(Saved entries)
=====
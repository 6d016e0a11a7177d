//! Frequency response of coefficient sets on the unit circle.
//!
//! Frequencies are in radians per sample; `freqz` samples `n` points evenly
//! on `[0, π)`.

use nalgebra::Complex;

use super::design::Sos;
use crate::kernel::{ConfigError, ExecInvariantViolation, KernelLifecycle, Read1D, Write1D};
use crate::signal::traits::{Freqz1D, SosFreqz1D};

/// Evaluate `Σ c[k] e^{-jωk}`.
fn evaluate_polynomial(coeffs: &[f64], omega: f64) -> Complex<f64> {
    let z = Complex::from_polar(1.0, -omega);
    let mut acc = Complex::new(0.0, 0.0);
    let mut zpow = Complex::new(1.0, 0.0);
    for &c in coeffs {
        acc += zpow * c;
        zpow *= z;
    }
    acc
}

/// `B(e^{jω}) / A(e^{jω})` for coefficients in ascending powers of `z^-1`.
pub fn evaluate_response(b: &[f64], a: &[f64], omega: f64) -> Complex<f64> {
    evaluate_polynomial(b, omega) / evaluate_polynomial(a, omega)
}

/// Response of an FIR kernel at `omega`.
pub fn evaluate_fir(kernel: &[f64], omega: f64) -> Complex<f64> {
    evaluate_polynomial(kernel, omega)
}

fn freqz_impl(b: &[f64], a: &[f64], n: usize) -> (Vec<f64>, Vec<Complex<f64>>) {
    (0..n)
        .map(|i| {
            let omega = core::f64::consts::PI * i as f64 / n as f64;
            (omega, evaluate_response(b, a, omega))
        })
        .unzip()
}

fn sosfreqz_impl(sos: &[Sos], n: usize) -> (Vec<f64>, Vec<Complex<f64>>) {
    let w: Vec<f64> = (0..n)
        .map(|i| core::f64::consts::PI * i as f64 / n as f64)
        .collect();
    let h = w
        .iter()
        .map(|&omega| {
            sos.iter()
                .map(|sec| evaluate_response(sec.b(), sec.a(), omega))
                .product()
        })
        .collect();
    (w, h)
}

/// Constructor config for [`FreqzKernel`].
#[derive(Debug, Clone, Copy, PartialEq, Eq)]
pub struct FreqzConfig {
    /// Number of frequency points on `[0, π)`.
    pub n: usize,
}

/// Frequency response of `b / a`.
#[derive(Debug, Clone, Copy, PartialEq, Eq)]
pub struct FreqzKernel {
    n: usize,
}

impl KernelLifecycle for FreqzKernel {
    type Config = FreqzConfig;

    fn try_new(config: Self::Config) -> Result<Self, ConfigError> {
        if config.n == 0 {
            return Err(ConfigError::InvalidArgument {
                arg: "n",
                reason: "n must be > 0",
            });
        }
        Ok(Self { n: config.n })
    }
}

fn check_len<T>(out: &[T], arg: &'static str, expected: usize) -> Result<(), ExecInvariantViolation> {
    if out.len() != expected {
        return Err(ExecInvariantViolation::LengthMismatch {
            arg,
            expected,
            got: out.len(),
        });
    }
    Ok(())
}

impl Freqz1D for FreqzKernel {
    fn run_into<I1, I2, OW, OH>(
        &self,
        b: &I1,
        a: &I2,
        w: &mut OW,
        h: &mut OH,
    ) -> Result<(), ExecInvariantViolation>
    where
        I1: Read1D<f64> + ?Sized,
        I2: Read1D<f64> + ?Sized,
        OW: Write1D<f64> + ?Sized,
        OH: Write1D<Complex<f64>> + ?Sized,
    {
        let (ww, hh) = self.run_alloc(b, a)?;
        let w_out = w.write_slice_mut().map_err(ExecInvariantViolation::from)?;
        check_len(w_out, "w", self.n)?;
        w_out.copy_from_slice(&ww);
        let h_out = h.write_slice_mut().map_err(ExecInvariantViolation::from)?;
        check_len(h_out, "h", self.n)?;
        h_out.copy_from_slice(&hh);
        Ok(())
    }

    fn run_alloc<I1, I2>(
        &self,
        b: &I1,
        a: &I2,
    ) -> Result<(Vec<f64>, Vec<Complex<f64>>), ExecInvariantViolation>
    where
        I1: Read1D<f64> + ?Sized,
        I2: Read1D<f64> + ?Sized,
    {
        let b = b.read_slice().map_err(ExecInvariantViolation::from)?;
        let a = a.read_slice().map_err(ExecInvariantViolation::from)?;
        if b.is_empty() || a.is_empty() {
            return Err(ExecInvariantViolation::InvalidState {
                reason: "freqz numerator and denominator must be non-empty",
            });
        }
        Ok(freqz_impl(b, a, self.n))
    }
}

/// Constructor config for [`SosFreqzKernel`].
#[derive(Debug, Clone, Copy, PartialEq, Eq)]
pub struct SosFreqzConfig {
    /// Number of frequency points on `[0, π)`.
    pub n: usize,
}

/// Frequency response of a section cascade.
#[derive(Debug, Clone, Copy, PartialEq, Eq)]
pub struct SosFreqzKernel {
    n: usize,
}

impl KernelLifecycle for SosFreqzKernel {
    type Config = SosFreqzConfig;

    fn try_new(config: Self::Config) -> Result<Self, ConfigError> {
        if config.n == 0 {
            return Err(ConfigError::InvalidArgument {
                arg: "n",
                reason: "n must be > 0",
            });
        }
        Ok(Self { n: config.n })
    }
}

impl SosFreqz1D for SosFreqzKernel {
    fn run_into<OW, OH>(
        &self,
        sos: &[Sos],
        w: &mut OW,
        h: &mut OH,
    ) -> Result<(), ExecInvariantViolation>
    where
        OW: Write1D<f64> + ?Sized,
        OH: Write1D<Complex<f64>> + ?Sized,
    {
        let (ww, hh) = self.run_alloc(sos)?;
        let w_out = w.write_slice_mut().map_err(ExecInvariantViolation::from)?;
        check_len(w_out, "w", self.n)?;
        w_out.copy_from_slice(&ww);
        let h_out = h.write_slice_mut().map_err(ExecInvariantViolation::from)?;
        check_len(h_out, "h", self.n)?;
        h_out.copy_from_slice(&hh);
        Ok(())
    }

    fn run_alloc(&self, sos: &[Sos]) -> Result<(Vec<f64>, Vec<Complex<f64>>), ExecInvariantViolation> {
        if sos.is_empty() {
            return Err(ExecInvariantViolation::InvalidState {
                reason: "sosfreqz requires at least one section",
            });
        }
        Ok(sosfreqz_impl(sos, self.n))
    }
}

/// Frequency response of digital filter coefficients.
///
/// Empty coefficients or `n == 0` give empty output.
pub fn freqz(b: &[f64], a: &[f64], n: usize) -> (Vec<f64>, Vec<Complex<f64>>) {
    let kernel = match FreqzKernel::try_new(FreqzConfig { n }) {
        Ok(kernel) => kernel,
        Err(_) => return (Vec::new(), Vec::new()),
    };
    kernel.run_alloc(b, a).unwrap_or_default()
}

/// Frequency response of a section cascade.
pub fn sosfreqz(sos: &[Sos], n: usize) -> (Vec<f64>, Vec<Complex<f64>>) {
    let kernel = match SosFreqzKernel::try_new(SosFreqzConfig { n }) {
        Ok(kernel) => kernel,
        Err(_) => return (Vec::new(), Vec::new()),
    };
    kernel.run_alloc(sos).unwrap_or_default()
}

#[cfg(test)]
mod tests {
    use super::*;
    use approx::assert_abs_diff_eq;

    #[test]
    fn moving_average_has_unit_dc_gain() {
        let (w, h) = freqz(&[0.5, 0.5], &[1.0], 32);
        assert_eq!(w.len(), 32);
        assert_abs_diff_eq!(h[0].re, 1.0, epsilon = 1e-12);
        assert_abs_diff_eq!(h[0].im, 0.0, epsilon = 1e-12);
        // |cos(ω/2)| at ω = π/2
        assert_abs_diff_eq!(h[16].norm(), 0.5f64.sqrt(), epsilon = 1e-12);
    }

    #[test]
    fn fir_matches_response_with_unit_denominator() {
        let kernel = [0.1, 0.2, 0.4, 0.2, 0.1];
        for omega in [0.0, 0.3, 1.2, 3.0] {
            let a = evaluate_fir(&kernel, omega);
            let b = evaluate_response(&kernel, &[1.0], omega);
            assert_abs_diff_eq!((a - b).norm(), 0.0, epsilon = 1e-15);
        }
    }

    #[test]
    fn freqz_kernel_checks_output_shape() {
        assert!(FreqzKernel::try_new(FreqzConfig { n: 0 }).is_err());
        let kernel = FreqzKernel::try_new(FreqzConfig { n: 32 }).expect("valid config");
        let mut w = vec![0.0; 31];
        let mut h = vec![Complex::new(0.0, 0.0); 32];
        let err = kernel
            .run_into(&[0.5, 0.5], &[1.0], &mut w, &mut h)
            .expect_err("short frequency buffer");
        assert!(matches!(err, ExecInvariantViolation::LengthMismatch { arg: "w", .. }));
        assert!(freqz(&[], &[1.0], 8).0.is_empty());
    }

    #[test]
    fn cascade_response_is_product_of_sections() {
        let first = Sos::from_coefficients([0.5, 0.5, 0.0], [1.0, -0.3, 0.0]).expect("section");
        let second = Sos::from_coefficients([1.0, 0.0, -1.0], [1.0, 0.2, 0.5]).expect("section");
        let (_, h) = sosfreqz(&[first, second], 16);
        let (_, h1) = freqz(first.b(), first.a(), 16);
        let (_, h2) = freqz(second.b(), second.a(), 16);
        for i in 0..16 {
            assert_abs_diff_eq!((h[i] - h1[i] * h2[i]).norm(), 0.0, epsilon = 1e-12);
        }
        let kernel = SosFreqzKernel::try_new(SosFreqzConfig { n: 16 }).expect("valid config");
        assert!(matches!(
            kernel.run_alloc(&[]),
            Err(ExecInvariantViolation::InvalidState { .. })
        ));
    }
}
=====
◆ Your instructions
Copy out exactly the lines between the line with "assert_abs_diff_eq!(h[0].re, 1.0, epsilon" and the last line of the entries, counting both of those lines.

◆ Output below
        assert_abs_diff_eq!(h[0].re, 1.0, epsilon = 1e-12);
        assert_abs_diff_eq!(h[0].im, 0.0, epsilon = 1e-12);
        // |cos(ω/2)| at ω = π/2
        assert_abs_diff_eq!(h[16].norm(), 0.5f64.sqrt(), epsilon = 1e-12);
    }

    #[test]
    fn fir_matches_response_with_unit_denominator() {
        let kernel = [0.1, 0.2, 0.4, 0.2, 0.1];
        for omega in [0.0, 0.3, 1.2, 3.0] {
            let a = evaluate_fir(&kernel, omega);
            let b = evaluate_response(&kernel, &[1.0], omega);
            assert_abs_diff_eq!((a - b).norm(), 0.0, epsilon = 1e-15);
        }
    }

    #[test]
    fn freqz_kernel_checks_output_shape() {
        assert!(FreqzKernel::try_new(FreqzConfig { n: 0 }).is_err());
        let kernel = FreqzKernel::try_new(FreqzConfig { n: 32 }).expect("valid config");
        let mut w = vec![0.0; 31];
        let mut h = vec![Complex::new(0.0, 0.0); 32];
        let err = kernel
            .run_into(&[0.5, 0.5], &[1.0], &mut w, &mut h)
            .expect_err("short frequency buffer");
        assert!(matches!(err, ExecInvariantViolation::LengthMismatch { arg: "w", .. }));
        assert!(freqz(&[], &[1.0], 8).0.is_empty());
    }

    #[test]
    fn cascade_response_is_product_of_sections() {
        let first = Sos::from_coefficients([0.5, 0.5, 0.0], [1.0, -0.3, 0.0]).expect("section");
        let second = Sos::from_coefficients([1.0, 0.0, -1.0], [1.0, 0.2, 0.5]).expect("section");
        let (_, h) = sosfreqz(&[first, second], 16);
        let (_, h1) = freqz(first.b(), first.a(), 16);
        let (_, h2) = freqz(second.b(), second.a(), 16);
        for i in 0..16 {
            assert_abs_diff_eq!((h[i] - h1[i] * h2[i]).norm(), 0.0, epsilon = 1e-12);
        }
        let kernel = SosFreqzKernel::try_new(SosFreqzConfig { n: 16 }).expect("valid config");
        assert!(matches!(
            kernel.run_alloc(&[]),
            Err(ExecInvariantViolation::InvalidState { .. })
        ));
    }
}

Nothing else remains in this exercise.